EXERCISE AIM
Pick out the lines below with "derive" and list them.

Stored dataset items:
· · · · ·
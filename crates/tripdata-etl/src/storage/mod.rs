//! Object store access
//!
//! Wraps the S3 client for everything the pipeline does against the object
//! store: bucket-name validation, idempotent bucket creation, downloading
//! staged objects, and streaming a remote file straight into a bucket.
//!
//! Staging never buffers a whole file: the download body is consumed in
//! `part_size` slices and shipped as a multipart upload, so memory stays
//! bounded no matter how large the monthly file is. Bodies that fit in a
//! single part go up as one `PutObject` instead.

use anyhow::{Context, Result};
use aws_sdk_s3::{
    config::{Credentials, Region},
    primitives::ByteStream,
    types::{CompletedMultipartUpload, CompletedPart},
    Client,
};
use bytes::{Bytes, BytesMut};
use futures::StreamExt;
use regex::Regex;
use std::sync::OnceLock;
use tracing::{debug, info, instrument, warn};
use tripdata_common::EtlError;

use crate::config::StorageConfig;

/// Default multipart part size: 50 MiB
pub const DEFAULT_PART_SIZE: usize = 50 * 1024 * 1024;

/// Outcome of one staging attempt.
///
/// Staging failures are contained by design: one unreachable monthly file
/// must not abort the remaining eleven, so transport and upload errors
/// degrade to [`StageStatus::Failed`] instead of propagating.
#[derive(Debug, Clone, Copy, PartialEq, Eq)]
pub enum StageStatus {
    /// Download and upload both completed; the object is in the bucket
    Staged,
    /// Download or upload failed; no partial object remains
    Failed,
}

impl StageStatus {
    pub fn is_staged(self) -> bool {
        matches!(self, StageStatus::Staged)
    }
}

/// Check a bucket name against S3 naming rules.
///
/// Rules: 3-63 characters; lowercase alphanumeric plus `.` and `-`; must
/// start and end alphanumeric; no underscores; must not look like a
/// dotted-quad IP address; must not start with `xn--` or end with
/// `-s3alias`. Pure function, no I/O.
pub fn is_valid_bucket_name(name: &str) -> bool {
    static NAME_RE: OnceLock<Regex> = OnceLock::new();
    static IP_RE: OnceLock<Regex> = OnceLock::new();
    let name_re =
        NAME_RE.get_or_init(|| Regex::new(r"^[a-z0-9][a-z0-9.-]*[a-z0-9]$").expect("static regex"));
    let ip_re = IP_RE.get_or_init(|| Regex::new(r"^\d+\.\d+\.\d+\.\d+$").expect("static regex"));

    if name.len() < 3 || name.len() > 63 {
        return false;
    }
    if !name_re.is_match(name) {
        return false;
    }
    if ip_re.is_match(name) {
        return false;
    }
    if name.starts_with("xn--") || name.ends_with("-s3alias") {
        return false;
    }
    true
}

/// S3-compatible object store client
#[derive(Clone)]
pub struct ObjectStore {
    client: Client,
}

impl ObjectStore {
    /// Build a client for the configured endpoint.
    ///
    /// MinIO-style deployments need path-style addressing, so it is always
    /// on; the region is a placeholder the endpoint ignores.
    pub fn new(config: &StorageConfig) -> Self {
        let credentials = Credentials::new(
            &config.access_key,
            &config.secret_key,
            None,
            None,
            "tripdata-etl",
        );

        let s3_config = aws_sdk_s3::Config::builder()
            .credentials_provider(credentials)
            .region(Region::new("us-east-1"))
            .endpoint_url(config.endpoint_url())
            .force_path_style(true)
            .build();

        Self {
            client: Client::from_conf(s3_config),
        }
    }

    /// Check whether a bucket exists
    pub async fn bucket_exists(&self, bucket: &str) -> Result<bool, EtlError> {
        match self.client.head_bucket().bucket(bucket).send().await {
            Ok(_) => Ok(true),
            Err(e) => {
                if e.as_service_error().map(|se| se.is_not_found()) == Some(true) {
                    Ok(false)
                } else {
                    Err(EtlError::Storage(format!(
                        "Failed to check bucket '{}': {}",
                        bucket, e
                    )))
                }
            }
        }
    }

    /// Ensure a bucket exists, creating it if necessary.
    ///
    /// Rejects invalid names locally before any backend call. Creation is
    /// idempotent: an already-existing bucket is success. A backend refusal
    /// propagates as [`EtlError::BucketCreation`] and aborts the run, since
    /// nothing downstream can work without the bucket.
    #[instrument(skip(self))]
    pub async fn ensure_bucket(&self, bucket: &str) -> Result<bool, EtlError> {
        if !is_valid_bucket_name(bucket) {
            return Err(EtlError::InvalidBucketName(bucket.to_string()));
        }

        if self.bucket_exists(bucket).await? {
            info!("Bucket {} already exists", bucket);
            return Ok(true);
        }

        self.client
            .create_bucket()
            .bucket(bucket)
            .send()
            .await
            .map_err(|e| EtlError::BucketCreation {
                bucket: bucket.to_string(),
                message: e.to_string(),
            })?;

        info!("Bucket {} created", bucket);
        Ok(true)
    }

    /// Download a staged object into memory
    #[instrument(skip(self))]
    pub async fn download(&self, bucket: &str, key: &str) -> Result<Bytes> {
        debug!("Downloading s3://{}/{}", bucket, key);

        let response = self
            .client
            .get_object()
            .bucket(bucket)
            .key(key)
            .send()
            .await
            .with_context(|| format!("Failed to download s3://{}/{}", bucket, key))?;

        let data = response
            .body
            .collect()
            .await
            .context("Failed to read object body")?
            .into_bytes();

        debug!("Downloaded {} bytes from s3://{}/{}", data.len(), bucket, key);
        Ok(data)
    }

    /// Stream a remote file into the bucket under `key`.
    ///
    /// An absent bucket is logged but does not fail the attempt; the upload
    /// itself will surface the problem. Transport failures, non-success
    /// statuses, and upload errors all degrade to [`StageStatus::Failed`]
    /// with a best-effort abort of any multipart upload in flight.
    #[instrument(skip(self, http), fields(bucket = %bucket, key = %key))]
    pub async fn stage_from_url(
        &self,
        http: &reqwest::Client,
        bucket: &str,
        key: &str,
        url: &str,
        part_size: usize,
    ) -> StageStatus {
        if part_size == 0 {
            warn!("Part size must be at least one byte, not staging {}", url);
            return StageStatus::Failed;
        }

        match self.bucket_exists(bucket).await {
            Ok(true) => {}
            Ok(false) => warn!("Bucket {} does not exist, staging will likely fail", bucket),
            Err(e) => warn!("Could not check bucket {}: {}", bucket, e),
        }

        let response = match http.get(url).send().await {
            Ok(r) => r,
            Err(e) => {
                warn!("Download of {} failed: {}", url, e);
                return StageStatus::Failed;
            }
        };

        if !response.status().is_success() {
            warn!("Download of {} returned status {}", url, response.status());
            return StageStatus::Failed;
        }

        // None means the source did not advertise a length; chunking below
        // proceeds identically either way.
        let content_length = response.content_length();
        let content_type = response
            .headers()
            .get(reqwest::header::CONTENT_TYPE)
            .and_then(|v| v.to_str().ok())
            .unwrap_or("application/octet-stream")
            .to_string();

        debug!(
            "Streaming {} into s3://{}/{} (content length: {:?}, content type: {})",
            url, bucket, key, content_length, content_type
        );

        let mut upload: Option<MultipartState> = None;
        let result = self
            .upload_stream(&mut upload, bucket, key, response, &content_type, part_size)
            .await;

        match result {
            Ok(total) => {
                info!("Staged {} bytes to s3://{}/{}", total, bucket, key);
                StageStatus::Staged
            }
            Err(e) => {
                warn!("Staging s3://{}/{} failed: {:#}", bucket, key, e);
                if let Some(state) = upload {
                    self.abort_upload(bucket, key, &state.upload_id).await;
                }
                StageStatus::Failed
            }
        }
    }

    /// Consume the download body, flushing full parts as they accumulate.
    async fn upload_stream(
        &self,
        upload: &mut Option<MultipartState>,
        bucket: &str,
        key: &str,
        response: reqwest::Response,
        content_type: &str,
        part_size: usize,
    ) -> Result<u64> {
        let mut stream = response.bytes_stream();
        let mut buf = BytesMut::with_capacity(part_size.min(8 * 1024 * 1024));
        let mut total: u64 = 0;

        while let Some(chunk) = stream.next().await {
            let chunk = chunk.context("Transport error while reading download body")?;
            total += chunk.len() as u64;
            buf.extend_from_slice(&chunk);

            while buf.len() >= part_size {
                let body = buf.split_to(part_size).freeze();
                self.upload_next_part(upload, bucket, key, content_type, body)
                    .await?;
            }
        }

        if upload.is_none() {
            // Whole body fit in a single part
            self.client
                .put_object()
                .bucket(bucket)
                .key(key)
                .content_type(content_type)
                .content_length(buf.len() as i64)
                .body(ByteStream::from(buf.freeze()))
                .send()
                .await
                .with_context(|| format!("Failed to upload s3://{}/{}", bucket, key))?;
        } else {
            if !buf.is_empty() {
                let body = buf.split().freeze();
                self.upload_next_part(upload, bucket, key, content_type, body)
                    .await?;
            }
            let state = upload
                .take()
                .context("Multipart upload state missing at completion")?;
            let completed = CompletedMultipartUpload::builder()
                .set_parts(Some(state.parts))
                .build();
            self.client
                .complete_multipart_upload()
                .bucket(bucket)
                .key(key)
                .upload_id(&state.upload_id)
                .multipart_upload(completed)
                .send()
                .await
                .context("Failed to complete multipart upload")?;
        }

        Ok(total)
    }

    /// Upload one full part, initiating the multipart upload on first use
    async fn upload_next_part(
        &self,
        upload: &mut Option<MultipartState>,
        bucket: &str,
        key: &str,
        content_type: &str,
        body: Bytes,
    ) -> Result<()> {
        if upload.is_none() {
            let created = self
                .client
                .create_multipart_upload()
                .bucket(bucket)
                .key(key)
                .content_type(content_type)
                .send()
                .await
                .context("Failed to initiate multipart upload")?;
            let upload_id = created
                .upload_id()
                .context("Object store returned no upload id")?
                .to_string();
            debug!("Initiated multipart upload {} for s3://{}/{}", upload_id, bucket, key);
            *upload = Some(MultipartState {
                upload_id,
                parts: Vec::new(),
                next_part: 1,
            });
        }

        let state = upload.as_mut().context("Multipart upload state missing")?;
        let part_number = state.next_part;
        let size = body.len();

        let response = self
            .client
            .upload_part()
            .bucket(bucket)
            .key(key)
            .upload_id(&state.upload_id)
            .part_number(part_number)
            .content_length(size as i64)
            .body(ByteStream::from(body))
            .send()
            .await
            .with_context(|| format!("Failed to upload part {}", part_number))?;

        debug!("Uploaded part {} ({} bytes) to s3://{}/{}", part_number, size, bucket, key);

        state.parts.push(
            CompletedPart::builder()
                .part_number(part_number)
                .set_e_tag(response.e_tag().map(str::to_string))
                .build(),
        );
        state.next_part += 1;
        Ok(())
    }

    /// Best-effort cleanup so a failed staging leaves no partial object
    async fn abort_upload(&self, bucket: &str, key: &str, upload_id: &str) {
        if let Err(e) = self
            .client
            .abort_multipart_upload()
            .bucket(bucket)
            .key(key)
            .upload_id(upload_id)
            .send()
            .await
        {
            warn!("Failed to abort multipart upload {}: {}", upload_id, e);
        }
    }
}

struct MultipartState {
    upload_id: String,
    parts: Vec<CompletedPart>,
    next_part: i32,
}
use crate::error::FallbackError;
use crate::projection;
use crate::sample::write_sample_csv;
use anyhow::{Context, Result};
use std::{fs, path::Path};
use tracing::info;

/// Which branch produced the output file.
#[derive(Debug)]
pub enum Outcome {
    Projected { columns: Vec<String>, rows: usize },
    /// `reason` is `None` when there was no input file at all.
    Sample { reason: Option<FallbackError> },
}

fn ensure_parent_dir(path: &Path) -> Result<()> {
    if let Some(dir) = path.parent()
        && !dir.as_os_str().is_empty()
    {
        fs::create_dir_all(dir)
            .with_context(|| format!("creating output directory {}", dir.display()))?;
    }
    Ok(())
}

/// Projects `input` onto `preferred` columns into `output`, or writes the
/// sample dataset when that is not possible.
///
/// Input problems never surface as errors. An `Err` means the output file
/// itself could not be written.
pub fn generate_output(input: &Path, output: &Path, preferred: &[String]) -> Result<Outcome> {
    ensure_parent_dir(output)?;

    let reason = if input.exists() {
        match projection::project(input, output, preferred) {
            Ok(p) => {
                return Ok(Outcome::Projected {
                    columns: p.columns,
                    rows: p.rows,
                });
            }
            Err(e) => Some(e),
        }
    } else {
        info!("input {} not found", input.display());
        None
    };

    write_sample_csv(output)
        .with_context(|| format!("writing sample to {}", output.display()))?;
    Ok(Outcome::Sample { reason })
}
· · · · ·
ANSWER TO THE PROBLEM
#[derive(Debug, Clone, Copy, PartialEq, Eq)]
#[derive(Clone)]
#[derive(Debug)]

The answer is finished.